=== GOAL OF THE EXERCISE ===
Across all the records, filter for lines with the word "stored" and copy them.

=== RECORDS PROVIDED ===

/---

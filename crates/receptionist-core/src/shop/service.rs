//! Shop configuration service.
//!
//! Typed access to the menu, cake designs, system prompt, and conversion
//! instructions, and assembly of the [`ShopContext`] that frames every AI
//! call. Settings documents are stored as raw JSON; this service owns the
//! key names and the typed encoding on either side.

use receptionist_types::error::RepositoryError;
use receptionist_types::shop::{CakeDesign, ConversionInstructions, MenuItem, SystemPrompt};
use tracing::{info, warn};

use crate::chat::prompt::ShopContext;
use crate::shop::repository::{DesignRepository, MenuRepository, SettingsStore};

/// Settings key for the operator-editable system prompt.
const SYSTEM_PROMPT_KEY: &str = "system_prompt";

/// Settings key for the conversion instructions document.
const CONVERSION_INSTRUCTIONS_KEY: &str = "conversion_instructions";

/// Exposes shop configuration to the transport layer and the chat flow.
///
/// Generic over the repository traits so the core stays free of storage
/// concerns.
pub struct ShopService<M: MenuRepository, D: DesignRepository, S: SettingsStore> {
    menu_repo: M,
    design_repo: D,
    settings: S,
}

impl<M: MenuRepository, D: DesignRepository, S: SettingsStore> ShopService<M, D, S> {
    pub fn new(menu_repo: M, design_repo: D, settings: S) -> Self {
        Self {
            menu_repo,
            design_repo,
            settings,
        }
    }

    pub async fn menu(&self) -> Result<Vec<MenuItem>, RepositoryError> {
        self.menu_repo.all().await
    }

    pub async fn update_menu(&self, items: &[MenuItem]) -> Result<(), RepositoryError> {
        self.menu_repo.replace_all(items).await?;
        info!(count = items.len(), "menu replaced");
        Ok(())
    }

    pub async fn designs(&self) -> Result<Vec<CakeDesign>, RepositoryError> {
        self.design_repo.all().await
    }

    pub async fn update_designs(&self, designs: &[CakeDesign]) -> Result<(), RepositoryError> {
        self.design_repo.replace_all(designs).await?;
        info!(count = designs.len(), "cake designs replaced");
        Ok(())
    }

    /// The current system prompt, falling back to the built-in default
    /// when none has been saved yet.
    pub async fn system_prompt(&self) -> Result<SystemPrompt, RepositoryError> {
        match self.settings.get(SYSTEM_PROMPT_KEY).await? {
            Some(value) => Ok(decode_or_default(SYSTEM_PROMPT_KEY, value)),
            None => Ok(SystemPrompt::default()),
        }
    }

    pub async fn update_system_prompt(&self, prompt: &SystemPrompt) -> Result<(), RepositoryError> {
        let value = serde_json::to_value(prompt)
            .map_err(|e| RepositoryError::Query(format!("failed to encode system prompt: {e}")))?;
        self.settings.set(SYSTEM_PROMPT_KEY, &value).await
    }

    pub async fn conversion_instructions(
        &self,
    ) -> Result<ConversionInstructions, RepositoryError> {
        match self.settings.get(CONVERSION_INSTRUCTIONS_KEY).await? {
            Some(value) => Ok(decode_or_default(CONVERSION_INSTRUCTIONS_KEY, value)),
            None => Ok(ConversionInstructions::default()),
        }
    }

    pub async fn update_conversion_instructions(
        &self,
        instructions: &ConversionInstructions,
    ) -> Result<(), RepositoryError> {
        let value = serde_json::to_value(instructions).map_err(|e| {
            RepositoryError::Query(format!("failed to encode conversion instructions: {e}"))
        })?;
        self.settings.set(CONVERSION_INSTRUCTIONS_KEY, &value).await
    }

    /// Assemble the full context for an AI call from current configuration.
    pub async fn shop_context(&self) -> Result<ShopContext, RepositoryError> {
        Ok(ShopContext {
            system_prompt: self.system_prompt().await?,
            menu: self.menu().await?,
            designs: self.designs().await?,
            conversion_instructions: self.conversion_instructions().await?,
        })
    }
}

/// Decode a stored settings document, falling back to the type's default
/// when the stored JSON no longer matches the expected shape.
fn decode_or_default<T: serde::de::DeserializeOwned + Default>(
    key: &str,
    value: serde_json::Value,
) -> T {
    match serde_json::from_value(value) {
        Ok(decoded) => decoded,
        Err(e) => {
            warn!(key, error = %e, "stored settings document is malformed, using default");
            T::default()
        }
    }
}

#[cfg(test)]
mod tests {
    use super::*;
    use std::collections::HashMap;
    use std::sync::Mutex;

    #[derive(Default)]
    struct InMemoryShop {
        menu: Mutex<Vec<MenuItem>>,
    }

    impl MenuRepository for &InMemoryShop {
        async fn all(&self) -> Result<Vec<MenuItem>, RepositoryError> {
            Ok(self.menu.lock().unwrap().clone())
        }

        async fn replace_all(&self, items: &[MenuItem]) -> Result<(), RepositoryError> {
            *self.menu.lock().unwrap() = items.to_vec();
            Ok(())
        }
    }

    #[derive(Default)]
    struct InMemoryDesigns {
        designs: Mutex<Vec<CakeDesign>>,
    }

    impl DesignRepository for &InMemoryDesigns {
        async fn all(&self) -> Result<Vec<CakeDesign>, RepositoryError> {
            Ok(self.designs.lock().unwrap().clone())
        }

        async fn replace_all(&self, designs: &[CakeDesign]) -> Result<(), RepositoryError> {
            *self.designs.lock().unwrap() = designs.to_vec();
            Ok(())
        }
    }

    #[derive(Default)]
    struct InMemorySettings {
        values: Mutex<HashMap<String, serde_json::Value>>,
    }

    impl SettingsStore for &InMemorySettings {
        async fn get(&self, key: &str) -> Result<Option<serde_json::Value>, RepositoryError> {
            Ok(self.values.lock().unwrap().get(key).cloned())
        }

        async fn set(&self, key: &str, value: &serde_json::Value) -> Result<(), RepositoryError> {
            self.values
                .lock()
                .unwrap()
                .insert(key.to_string(), value.clone());
            Ok(())
        }
    }

    fn fixtures() -> (InMemoryShop, InMemoryDesigns, InMemorySettings) {
        (
            InMemoryShop::default(),
            InMemoryDesigns::default(),
            InMemorySettings::default(),
        )
    }

    #[tokio::test]
    async fn test_system_prompt_defaults_until_set() {
        let (menu, designs, settings) = fixtures();
        let service = ShopService::new(&menu, &designs, &settings);

        let prompt = service.system_prompt().await.unwrap();
        assert_eq!(prompt, SystemPrompt::default());

        let custom = SystemPrompt {
            prompt: "Short answers only.".to_string(),
        };
        service.update_system_prompt(&custom).await.unwrap();
        assert_eq!(service.system_prompt().await.unwrap(), custom);
    }

    #[tokio::test]
    async fn test_conversion_instructions_roundtrip() {
        let (menu, designs, settings) = fixtures();
        let service = ShopService::new(&menu, &designs, &settings);

        assert_eq!(
            service.conversion_instructions().await.unwrap(),
            ConversionInstructions::default()
        );

        let instructions = ConversionInstructions {
            instructions: "Dates as YYYY-MM-DD.".to_string(),
            examples: vec![serde_json::json!({"in": "3pm Friday", "out": "2026-08-07"})],
        };
        service
            .update_conversion_instructions(&instructions)
            .await
            .unwrap();
        assert_eq!(
            service.conversion_instructions().await.unwrap(),
            instructions
        );
    }

    #[tokio::test]
    async fn test_malformed_settings_fall_back_to_default() {
        let (menu, designs, settings) = fixtures();
        settings
            .values
            .lock()
            .unwrap()
            .insert("system_prompt".to_string(), serde_json::json!([1, 2, 3]));
        let service = ShopService::new(&menu, &designs, &settings);

        assert_eq!(
            service.system_prompt().await.unwrap(),
            SystemPrompt::default()
        );
    }

    #[tokio::test]
    async fn test_shop_context_collects_everything() {
        let (menu, designs, settings) = fixtures();
        let service = ShopService::new(&menu, &designs, &settings);

        service
            .update_menu(&[MenuItem {
                name: "Lemon drizzle".to_string(),
                description: None,
                price: Some(12.0),
                category: None,
            }])
            .await
            .unwrap();
        service
            .update_designs(&[CakeDesign {
                design_id: "d1".to_string(),
                name: "Classic".to_string(),
                description: "Two tiers".to_string(),
                image_url: None,
            }])
            .await
            .unwrap();

        let context = service.shop_context().await.unwrap();
        assert_eq!(context.menu.len(), 1);
        assert_eq!(context.designs.len(), 1);
        assert!(!context.system_prompt.prompt.is_empty());
    }
}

\---

=== TASK RESULT ===
//! call. Settings documents are stored as raw JSON; this service owns the
/// Decode a stored settings document, falling back to the type's default
/// when the stored JSON no longer matches the expected shape.
            warn!(key, error = %e, "stored settings document is malformed, using default");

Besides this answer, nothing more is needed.